Start of The data

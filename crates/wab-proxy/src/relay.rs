use std::sync::Arc;

use axum::{
    body::Bytes,
    extract::State,
    http::{header, HeaderMap, HeaderName, HeaderValue, Method, Uri},
    response::{IntoResponse, Response},
};
use base64::{engine::general_purpose::STANDARD, Engine as _};
use reqwest::Client;

use crate::{config::ProxyConfig, error::ProxyError};

pub const BODY_ENCODING_HEADER: &str = "x-body-encoding";

// Only these request headers reach the bot.
const FORWARDED_HEADERS: [HeaderName; 2] = [header::CONTENT_TYPE, header::AUTHORIZATION];

#[derive(Clone)]
pub struct ProxyState {
    pub http: Client,
    pub cfg: Arc<ProxyConfig>,
}

impl ProxyState {
    pub fn new(cfg: ProxyConfig) -> Result<Self, ProxyError> {
        let http = Client::builder()
            .timeout(cfg.upstream_timeout)
            .build()
            .map_err(|e| ProxyError::Config(format!("failed to build http client: {e}")))?;
        Ok(Self {
            http,
            cfg: Arc::new(cfg),
        })
    }
}

/// Forward one request to the bot and relay its answer.
pub async fn relay(
    State(state): State<ProxyState>,
    method: Method,
    uri: Uri,
    headers: HeaderMap,
    body: Bytes,
) -> Result<Response, ProxyError> {
    if method == Method::OPTIONS {
        return Ok(().into_response());
    }

    let base = state.cfg.base_url.as_deref().ok_or(ProxyError::NotConfigured)?;
    let path = state.cfg.upstream_path(uri.path());
    let mut url = format!("{}{}", base.trim_end_matches('/'), path);
    if let Some(query) = uri.query() {
        url.push('?');
        url.push_str(query);
    }

    let mut upstream = state.http.request(method.clone(), &url);
    for name in FORWARDED_HEADERS {
        if let Some(value) = headers.get(&name) {
            upstream = upstream.header(name, value.clone());
        }
    }
    if let Some(body) = outbound_body(&method, &headers, body)? {
        upstream = upstream.body(body);
    }

    let resp = upstream.send().await.map_err(|e| {
        tracing::warn!(%method, path, error = %e, "upstream request failed");
        ProxyError::from(e)
    })?;

    let status = resp.status();
    let content_type = resp
        .headers()
        .get(header::CONTENT_TYPE)
        .cloned()
        .unwrap_or_else(|| HeaderValue::from_static("application/json"));
    let bytes = resp.bytes().await?;

    tracing::info!(%method, path, status = status.as_u16(), bytes = bytes.len(), "relayed");
    Ok((status, [(header::CONTENT_TYPE, content_type)], bytes).into_response())
}

fn outbound_body(method: &Method, headers: &HeaderMap, body: Bytes) -> Result<Option<Bytes>, ProxyError> {
    if *method == Method::GET || *method == Method::HEAD {
        return Ok(None);
    }
    let base64_encoded = headers
        .get(BODY_ENCODING_HEADER)
        .and_then(|v| v.to_str().ok())
        .is_some_and(|v| v.trim().eq_ignore_ascii_case("base64"));
    if base64_encoded {
        let decoded = STANDARD.decode(body.trim_ascii())?;
        return Ok(Some(Bytes::from(decoded)));
    }
    Ok(Some(body))
}

pub async fn with_cors(mut res: Response) -> Response {
    let h = res.headers_mut();
    h.insert(header::ACCESS_CONTROL_ALLOW_ORIGIN, HeaderValue::from_static("*"));
    h.insert(
        header::ACCESS_CONTROL_ALLOW_HEADERS,
        HeaderValue::from_static("Content-Type, Authorization"),
    );
    h.insert(
        header::ACCESS_CONTROL_ALLOW_METHODS,
        HeaderValue::from_static("GET,POST,OPTIONS"),
    );
    res
}

#[cfg(test)]
mod tests {
    use super::*;

    fn json_headers() -> HeaderMap {
        let mut h = HeaderMap::new();
        h.insert(header::CONTENT_TYPE, HeaderValue::from_static("application/json"));
        h
    }

    #[test]
    fn get_and_head_never_carry_a_body() {
        let body = Bytes::from_static(b"{\"x\":1}");
        assert_eq!(outbound_body(&Method::GET, &json_headers(), body.clone()).unwrap(), None);
        assert_eq!(outbound_body(&Method::HEAD, &json_headers(), body.clone()).unwrap(), None);
        assert_eq!(outbound_body(&Method::POST, &json_headers(), body.clone()).unwrap(), Some(body));
    }

    #[test]
    fn base64_bodies_are_decoded() {
        let mut h = json_headers();
        h.insert(BODY_ENCODING_HEADER, HeaderValue::from_static("base64"));
        let body = Bytes::from(STANDARD.encode("{\"ok\":true}"));
        assert_eq!(
            outbound_body(&Method::POST, &h, body).unwrap(),
            Some(Bytes::from_static(b"{\"ok\":true}"))
        );
    }

    #[test]
    fn invalid_base64_is_rejected() {
        let mut h = json_headers();
        h.insert(BODY_ENCODING_HEADER, HeaderValue::from_static("base64"));
        let err = outbound_body(&Method::POST, &h, Bytes::from_static(b"%%%")).unwrap_err();
        assert!(matches!(err, ProxyError::InvalidBody(_)));
    }
}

End of The data

- Work item: Across the data, pull every line containing the string "POST".

- Output below:
        HeaderValue::from_static("GET,POST,OPTIONS"),
        assert_eq!(outbound_body(&Method::POST, &json_headers(), body.clone()).unwrap(), Some(body));
            outbound_body(&Method::POST, &h, body).unwrap(),
        let err = outbound_body(&Method::POST, &h, Bytes::from_static(b"%%%")).unwrap_err();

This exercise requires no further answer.